The down-side of the book is related to the attempt that has been made to put so much into a single volume (even one of 800 pages). The supporting evidence from studies (many of them conducted decades ago under poor conditions) gives no hint as to how the study was conducted and what were the details of the outcomes, so that it is easy to misinterpret the statements provided. As an example, for pueraria root (aka kudzu, Pueraria lobata), there is a section headed “clinical findings” where only a laboratory study is relayed about this herb’s seeming ability to reduce drinking of alcohol. However, a clinical study published in 20001 and not reported in the book had shown that it doesn’t have this effect in humans (a more recent study,2 published after the book, indicated a modest positive outcome on reducing alcohol consumption in an informal setting). It is also reported in this clinical findings section that the herb has been used for alcohol detoxification, but doesn’t describe what that means (in fact, the herb is mainly used to treat hangover symptoms).
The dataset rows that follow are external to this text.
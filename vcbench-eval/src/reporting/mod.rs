//! Results reporting

use std::fmt::Write;

use crate::analysis::Results;
use crate::runner::SkipCounts;

/// Render the final report.
///
/// Overall accuracy as a percentage with two decimals, then one line per
/// category that received predictions, in category order.
pub fn render_report(results: &Results) -> String {
    let mut out = String::new();

    let _ = writeln!(out, "\nFinal Results:");
    let _ = writeln!(out, "Overall Accuracy: {:.2}%", results.overall_accuracy * 100.0);
    let _ = writeln!(out, "\nPer-Type Accuracy:");

    if results.type_accuracy.is_empty() {
        let _ = writeln!(out, "  (none)");
    }
    for (category, accuracy) in &results.type_accuracy {
        let _ = writeln!(out, "  {:<12} {:.4}", category.as_str(), accuracy);
    }

    out
}

/// Print the final report to standard output
pub fn print_console_report(results: &Results, skipped: &SkipCounts) {
    print!("{}", render_report(results));

    if skipped.total() > 0 {
        println!(
            "\nSkipped {} prediction(s): {} malformed, {} out of range, {} unknown type, {} judge failures",
            skipped.total(),
            skipped.malformed,
            skipped.out_of_range,
            skipped.unknown_category,
            skipped.judge_failed
        );
    }
}
//! DashScope text-generation API client (Qwen models)

use async_trait::async_trait;
use reqwest::Client;
use serde::{Deserialize, Serialize};
use std::time::Instant;

use super::traits::{
    CompletionRequest, CompletionResponse, LLMProvider, Message, ProviderError, ProviderResult,
};
use crate::config::JudgeConfig;

const DEFAULT_BASE_URL: &str = "https://dashscope.aliyuncs.com/api/v1";
const DEFAULT_MODEL: &str = "qwen-plus";
const GENERATION_PATH: &str = "/services/aigc/text-generation/generation";

/// DashScope API client using the native generation endpoint
pub struct DashScopeClient {
    api_key: String,
    base_url: String,
    http_client: Client,
    default_model: String,
}

impl DashScopeClient {
    /// Create a new DashScope client
    pub fn new(api_key: String) -> Self {
        Self {
            api_key,
            base_url: DEFAULT_BASE_URL.to_string(),
            http_client: Client::new(),
            default_model: DEFAULT_MODEL.to_string(),
        }
    }

    /// Create from a resolved judge configuration
    pub fn from_config(config: &JudgeConfig) -> Self {
        Self::new(config.api_key.clone())
            .with_base_url(&config.base_url)
            .with_model(&config.model)
    }

    /// Set custom base URL
    pub fn with_base_url(mut self, url: impl Into<String>) -> Self {
        self.base_url = url.into().trim_end_matches('/').to_string();
        self
    }

    /// Set default model
    pub fn with_model(mut self, model: impl Into<String>) -> Self {
        self.default_model = model.into();
        self
    }

    fn endpoint(&self) -> String {
        format!("{}{}", self.base_url, GENERATION_PATH)
    }
}

#[derive(Serialize)]
struct DashScopeRequest {
    model: String,
    input: DashScopeInput,
    parameters: DashScopeParameters,
}

#[derive(Serialize)]
struct DashScopeInput {
    messages: Vec<DashScopeMessage>,
}

#[derive(Serialize)]
struct DashScopeParameters {
    result_format: &'static str,
    #[serde(skip_serializing_if = "Option::is_none")]
    temperature: Option<f32>,
    #[serde(skip_serializing_if = "Option::is_none")]
    max_tokens: Option<u32>,
}

#[derive(Serialize, Deserialize)]
struct DashScopeMessage {
    role: String,
    content: String,
}

impl From<&Message> for DashScopeMessage {
    fn from(msg: &Message) -> Self {
        Self {
            role: msg.role.clone(),
            content: msg.content.clone(),
        }
    }
}

#[derive(Deserialize)]
struct DashScopeResponse {
    output: DashScopeOutput,
}

#[derive(Deserialize)]
struct DashScopeOutput {
    #[serde(default)]
    choices: Vec<Choice>,
}

#[derive(Deserialize)]
struct Choice {
    message: DashScopeMessage,
}

#[derive(Deserialize)]
struct DashScopeError {
    #[serde(default)]
    code: Option<String>,
    message: String,
}

/// Build the failure message for a non-success response body
fn error_message(status: u16, body: &str) -> String {
    match serde_json::from_str::<DashScopeError>(body) {
        Ok(DashScopeError { code: Some(code), message }) => format!("{}: {}", code, message),
        Ok(DashScopeError { code: None, message }) => message,
        Err(_) => format!("HTTP {}: {}", status, body),
    }
}

/// Extract the judgment text from a successful response body
fn parse_success(body: &str) -> ProviderResult<String> {
    let api_response: DashScopeResponse =
        serde_json::from_str(body).map_err(|e| ProviderError::Parse(e.to_string()))?;

    let choice = api_response
        .output
        .choices
        .into_iter()
        .next()
        .ok_or_else(|| ProviderError::Parse("No choices in response".to_string()))?;

    Ok(choice.message.content)
}

#[async_trait]
impl LLMProvider for DashScopeClient {
    fn name(&self) -> &str {
        "dashscope"
    }

    fn default_model(&self) -> &str {
        &self.default_model
    }

    async fn complete(&self, request: &CompletionRequest) -> ProviderResult<CompletionResponse> {
        let start = Instant::now();

        let model = request
            .model
            .clone()
            .unwrap_or_else(|| self.default_model.clone());

        let body = DashScopeRequest {
            model: model.clone(),
            input: DashScopeInput {
                messages: request.messages.iter().map(Into::into).collect(),
            },
            parameters: DashScopeParameters {
                result_format: "message",
                temperature: request.temperature,
                max_tokens: request.max_tokens,
            },
        };

        let response = self
            .http_client
            .post(self.endpoint())
            .bearer_auth(&self.api_key)
            .json(&body)
            .send()
            .await?;

        let latency_ms = start.elapsed().as_millis() as u64;
        let status = response.status();
        let text = response.text().await?;

        if !status.is_success() {
            return Err(ProviderError::Api {
                status: status.as_u16(),
                message: error_message(status.as_u16(), &text),
            });
        }

        Ok(CompletionResponse {
            content: parse_success(&text)?,
            model,
            latency_ms,
        })
    }
}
Another potential problem is that the information provided about contraindications and side-effects for the herbs usually applies only to the high doses used in China that most Westerners will not encounter, and so may concern herb users unnecessarily.

In all, this book does a very good job of presenting traditional Chinese medicine and the commonly used herbs and formulas so that a well-educated and motivated reader can gain a reasonable level of understanding.It should help people to decide whether or not to pursue this method of therapy with professional assistance and help them to better understand what has been prescribed to them. It may also encourage some readers to consider a professional career in Chinese medicine.

—Subhuti Dharmananda, PhD, Director, Institute for Traditional Medicine, Portland, OR

References

1. Shebek J, Rindone JP. A pilot study exploring the effect of kudzu root on the drinking habits of patients with chronic alcoholism. J Alt Compl Med. 2000;6:45-48.

2. Lukas SE, Penetar D, Berko J, et al. An extract of the Chinese herbal root kudzu reduces alcohol drinking by heavy drinkers in a naturalistic setting. Clin Exp Res. 2005;29(5):756-762.